Die Wirklichkeit, in der ich als Zuschauende bin, muss von Theatermacher*innen mitgedacht werden, wenn ich das Gefühl haben soll, mit dir im gleichen Raum zu sitzen.  Statt im Foyer treffen wir uns in Pandemiezeiten auf Zoom, statt einer Tür öffne ich eine Website, statt der Scheinwerfer leuchtet mein Bildschirm. Wir sind nicht zusammen. Aber wir sind zum Glück auch nicht getrennt (wenn die Verbindung steht), wir sind irgendwo dazwischen. Dieses dazwischen ist der Ort, auf dem du und ich vielleicht funktionieren können. Wir wollen woanders sein und vor allem gemeinsam, das vereint uns doch wieder.

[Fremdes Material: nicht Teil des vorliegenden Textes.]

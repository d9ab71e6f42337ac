// src/error.rs
// Standardized error types for Mindful

use thiserror::Error;

/// Main error type for the Mindful library
#[derive(Error, Debug)]
pub enum MindfulError {
    #[error("invalid input: {0}")]
    InvalidInput(String),

    #[error("I/O error: {0}")]
    Io(#[from] std::io::Error),

    #[error("mood log format error: {0}")]
    Csv(#[from] csv::Error),

    #[error("LLM error: {0}")]
    Llm(String),

    #[error("classification failed: {0}")]
    Classification(String),

    #[error("missing credential: set {0} to enable this feature")]
    MissingCredential(&'static str),

    #[error("configuration error: {0}")]
    Config(String),
}

/// Convenience type alias for Result using MindfulError
pub type Result<T> = std::result::Result<T, MindfulError>;

impl MindfulError {
    /// Message safe to show to the end user
    pub fn to_user_string(&self) -> String {
        match self {
            // Provider errors can echo request details
            Self::Llm(_) => "the language service is unavailable right now".to_string(),
            other => other.to_string(),
        }
    }
}
// src/cli/config.rs
// Print resolved configuration and validation results

use anyhow::Result;
use mindful::state::AppState;

pub fn run_config(state: &AppState) -> Result<()> {
    let model = state
        .config
        .llm
        .model
        .clone()
        .unwrap_or_else(|| state.provider.default_model().to_string());

    println!("Provider:    {} ({})", state.provider.display_name(), model);
    println!("API keys:    {}", state.api_keys().summary());
    println!(
        "Timeout:     {}s, {} retr{}",
        state.config.llm.timeout_secs,
        state.config.llm.max_retries,
        if state.config.llm.max_retries == 1 { "y" } else { "ies" }
    );
    println!("Classifiers: {}", state.sentiment.strategy_names().join(" -> "));
    println!("Mood log:    {}", state.store.path().display());
    println!(
        "Log level:   {}",
        state.env.log_level.map_or_else(|| "default".to_string(), |l| l.to_string())
    );
    println!();

    let validation = state.validate();
    println!("{}", validation.report());
    if !validation.is_valid() {
        anyhow::bail!("configuration has errors");
    }
    Ok(())
}
// src/llm/provider.rs
// LLM provider abstraction layer

use anyhow::Result;
use async_trait::async_trait;
use serde::{Deserialize, Serialize};
use std::fmt;

use super::{ChatResult, Message};

/// LLM provider types
#[derive(Debug, Clone, Copy, PartialEq, Eq, Hash, Serialize, Deserialize)]
#[serde(rename_all = "lowercase")]
pub enum Provider {
    Gemini,
    OpenAi,
}

impl Provider {
    /// Parse provider from string
    #[allow(clippy::should_implement_trait)]
    pub fn from_str(s: &str) -> Option<Self> {
        match s.trim().to_lowercase().as_str() {
            "gemini" | "google" => Some(Self::Gemini),
            "openai" | "chatgpt" => Some(Self::OpenAi),
            _ => None,
        }
    }

    /// Get the environment variable name for this provider's API key
    pub fn api_key_env_var(&self) -> &'static str {
        match self {
            Self::Gemini => "GEMINI_API_KEY",
            Self::OpenAi => "OPENAI_API_KEY",
        }
    }

    /// Default model for this provider
    pub fn default_model(&self) -> &'static str {
        match self {
            Self::Gemini => "gemini-1.5-pro",
            Self::OpenAi => "gpt-4o",
        }
    }

    /// Name for user-facing messages
    pub fn display_name(&self) -> &'static str {
        match self {
            Self::Gemini => "Gemini",
            Self::OpenAi => "OpenAI",
        }
    }
}

impl fmt::Display for Provider {
    fn fmt(&self, f: &mut fmt::Formatter<'_>) -> fmt::Result {
        match self {
            Self::Gemini => write!(f, "gemini"),
            Self::OpenAi => write!(f, "openai"),
        }
    }
}

/// Trait for LLM clients - all providers must implement this
#[async_trait]
pub trait LlmClient: Send + Sync {
    /// Send one request and wait for the complete reply
    async fn chat(&self, messages: Vec<Message>) -> Result<ChatResult>;

    /// Get the provider type
    fn provider_type(&self) -> Provider;

    /// Model used for requests
    fn model_name(&self) -> String;
}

Nun versteh ich, dass du Angst davor hast, dich auf diese neue Ebene einzulassen. Wir haben doch oft darüber gesprochen, wie oberflächlich diese digitalen Plattformen sind, die uns schon lange den Wunsch nach Nähe in der Ferne erfüllen: Facebook, Instagram, Skype schienen mir auch nie als ein Teil von dir, statt um Versammlung geht es hier um einzelne Kontakte, statt kollektiver Aufmerksamkeit um Fragmentierung. Aber sie sind Brillen, durch die wir uns derzeit sehen. Eine Produktion wie werther.live, die genau diese Kanäle nutzt, spielt mit diesen Wahrnehmungsräumen und nutzt sie für etwas, dass du, liebes Theater,  immer schon gemacht hast: Geschichten erzählen.

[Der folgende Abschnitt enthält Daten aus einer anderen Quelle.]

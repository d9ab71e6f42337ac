// src/sentiment/lexicon.rs
// Word tables for the lexicon scorer. Valences run from -4 (most negative) to +4.

use once_cell::sync::Lazy;
use std::collections::{HashMap, HashSet};

const VALENCES: &[(&str, f64)] = &[
    // positive
    ("good", 1.9),
    ("great", 3.1),
    ("excellent", 2.7),
    ("amazing", 2.8),
    ("awesome", 3.1),
    ("wonderful", 2.7),
    ("fantastic", 2.6),
    ("happy", 2.7),
    ("happier", 2.4),
    ("happiness", 2.6),
    ("glad", 2.0),
    ("joy", 2.8),
    ("joyful", 2.9),
    ("love", 3.2),
    ("loved", 2.9),
    ("lovely", 2.8),
    ("liked", 1.8),
    ("enjoy", 2.2),
    ("enjoyed", 2.3),
    ("nice", 1.8),
    ("fine", 0.8),
    ("ok", 0.9),
    ("okay", 0.9),
    ("better", 1.9),
    ("best", 3.2),
    ("calm", 1.3),
    ("relaxed", 2.2),
    ("peaceful", 2.2),
    ("grateful", 2.0),
    ("thankful", 2.7),
    ("thanks", 1.9),
    ("thank", 1.5),
    ("hope", 1.9),
    ("hopeful", 2.3),
    ("excited", 1.4),
    ("exciting", 2.2),
    ("proud", 2.1),
    ("confident", 2.2),
    ("safe", 1.9),
    ("fun", 2.3),
    ("smile", 1.5),
    ("smiling", 1.7),
    ("laugh", 2.6),
    ("laughing", 2.2),
    ("beautiful", 2.9),
    ("brilliant", 2.8),
    ("cheerful", 2.5),
    ("comfortable", 1.5),
    ("content", 1.5),
    ("delighted", 3.0),
    ("energized", 2.2),
    ("free", 2.3),
    ("friendly", 2.2),
    ("healthy", 1.7),
    ("helpful", 1.8),
    ("motivated", 1.6),
    ("optimistic", 1.3),
    ("pleased", 1.9),
    ("positive", 2.6),
    ("productive", 1.6),
    ("rested", 1.3),
    ("satisfied", 1.8),
    ("strong", 2.3),
    ("success", 2.7),
    ("successful", 2.8),
    ("supported", 1.9),
    ("win", 2.8),
    ("won", 2.7),
    ("yay", 2.4),
    ("perfect", 2.7),
    ("blessed", 2.9),
    ("care", 2.2),
    ("cared", 1.8),
    ("inspired", 2.2),
    ("lucky", 1.8),
    ("refreshed", 1.6),
    ("secure", 1.4),
    ("thrilled", 1.9),
    // negative
    ("bad", -2.5),
    ("worse", -2.1),
    ("worst", -3.1),
    ("terrible", -2.1),
    ("horrible", -2.5),
    ("awful", -2.0),
    ("sad", -2.1),
    ("sadness", -1.9),
    ("unhappy", -1.8),
    ("miserable", -2.2),
    ("depressed", -2.3),
    ("depression", -2.7),
    ("down", -0.5),
    ("lonely", -2.0),
    ("alone", -1.0),
    ("anxious", -1.0),
    ("anxiety", -0.7),
    ("worried", -1.2),
    ("worry", -1.9),
    ("stressed", -1.4),
    ("stress", -1.8),
    ("nervous", -1.1),
    ("scared", -1.9),
    ("afraid", -2.0),
    ("fear", -2.2),
    ("panic", -2.3),
    ("angry", -2.3),
    ("anger", -2.7),
    ("mad", -2.2),
    ("furious", -2.7),
    ("annoyed", -1.6),
    ("frustrated", -1.8),
    ("frustrating", -1.9),
    ("upset", -1.6),
    ("hate", -2.7),
    ("hated", -3.2),
    ("hurt", -2.4),
    ("hurts", -2.1),
    ("pain", -2.3),
    ("painful", -2.1),
    ("cry", -2.1),
    ("crying", -2.1),
    ("cried", -1.6),
    ("tears", -0.9),
    ("tired", -1.9),
    ("exhausted", -1.5),
    ("sick", -2.3),
    ("ill", -1.8),
    ("broken", -2.0),
    ("lost", -1.3),
    ("hopeless", -2.0),
    ("helpless", -2.1),
    ("worthless", -2.4),
    ("useless", -1.8),
    ("failure", -2.3),
    ("failed", -2.3),
    ("fail", -2.5),
    ("guilty", -1.8),
    ("ashamed", -2.1),
    ("shame", -2.1),
    ("overwhelmed", -1.5),
    ("empty", -0.8),
    ("numb", -1.4),
    ("bored", -1.1),
    ("boring", -1.3),
    ("disappointed", -1.9),
    ("disappointing", -2.2),
    ("problem", -1.7),
    ("problems", -1.7),
    ("trouble", -1.7),
    ("difficult", -1.5),
    ("hard", -0.4),
    ("struggle", -1.3),
    ("struggling", -1.6),
    ("grief", -2.2),
    ("grieving", -2.3),
    ("heartbroken", -3.3),
    ("jealous", -2.0),
    ("lose", -1.3),
    ("losing", -1.6),
    ("kill", -3.7),
    ("die", -2.9),
    ("dead", -3.3),
    ("suicide", -3.5),
    ("suicidal", -3.6),
    ("insecure", -1.8),
    ("restless", -1.1),
    ("sorry", -0.3),
    ("ugh", -1.8),
    ("weak", -1.9),
    ("wrong", -2.1),
];

/// Words that intensify (positive value) or soften (negative value) the next sentiment word
const BOOSTERS: &[(&str, f64)] = &[
    ("absolutely", 0.293),
    ("completely", 0.293),
    ("deeply", 0.293),
    ("especially", 0.293),
    ("extremely", 0.293),
    ("incredibly", 0.293),
    ("really", 0.293),
    ("so", 0.293),
    ("such", 0.293),
    ("super", 0.293),
    ("too", 0.293),
    ("totally", 0.293),
    ("truly", 0.293),
    ("very", 0.293),
    ("most", 0.293),
    ("more", 0.293),
    ("barely", -0.293),
    ("hardly", -0.293),
    ("kinda", -0.293),
    ("less", -0.293),
    ("little", -0.293),
    ("marginally", -0.293),
    ("occasionally", -0.293),
    ("partly", -0.293),
    ("slightly", -0.293),
    ("somewhat", -0.293),
    ("sorta", -0.293),
];

const NEGATIONS: &[&str] = &[
    "not", "no", "never", "none", "nobody", "nothing", "neither", "nor", "nowhere", "cannot",
    "cant", "dont", "doesnt", "didnt", "isnt", "wasnt", "arent", "werent", "wont", "wouldnt",
    "shouldnt", "couldnt", "hasnt", "havent", "hadnt", "aint", "without", "rarely", "seldom",
];

static VALENCE_MAP: Lazy<HashMap<&'static str, f64>> = Lazy::new(|| VALENCES.iter().copied().collect());
static BOOSTER_MAP: Lazy<HashMap<&'static str, f64>> = Lazy::new(|| BOOSTERS.iter().copied().collect());
static NEGATION_SET: Lazy<HashSet<&'static str>> = Lazy::new(|| NEGATIONS.iter().copied().collect());

/// Valence for a lowercase word, if it carries sentiment
pub(crate) fn valence(word: &str) -> Option<f64> {
    VALENCE_MAP.get(word).copied()
}

/// Booster scalar for a lowercase word
pub(crate) fn booster(word: &str) -> Option<f64> {
    BOOSTER_MAP.get(word).copied()
}

/// True for negation words, including any contraction ending in "n't"
pub(crate) fn is_negation(word: &str) -> bool {
    NEGATION_SET.contains(word) || word.ends_with("n't") || word.ends_with("n’t")
}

Sprenge auch diese Räume, nimm sie für deine Zwecke ein, dann kann auch jetzt Magie entstehen

Ich wünschte, du wärst hier etwas selbstbewusster. Ob dein neues Ich, dieses Ferntheater, noch Theater ist, interessiert mich eigentlich nicht. Mach das, was du immer gemacht hast: Spreng diese Räume, in dem du sie voll und ganz für deine Zwecke einnimmst. Bitte vertrau darauf, dass deine Worte mich immer noch finden. Wenn du von der Einsamkeit erzählst. Von dem, was uns derzeit bewegt. Oder von etwas ganz anderem. Wenn du mal wirklich loslegst mit deiner Fiktionsmaschine, dann bist du echt sexy. Wenn du mich an der Hand nimmst und sagst: „Komm. Ich weiß, wo du grad stehst. Und ich nehme dich jetzt mit.“ Denn lass uns beide ehrlich sein, die besten Theatermomente sind oft die, wo wir mit Leidenschaft die Räume sprengen. Habe ich gerade wir gesagt?

Und ja, das war gerade ein Liebesbrief, trotz Trennungsschmerz. Also, eine Umarmung (eh nur virtuell), deine Marie-Theres.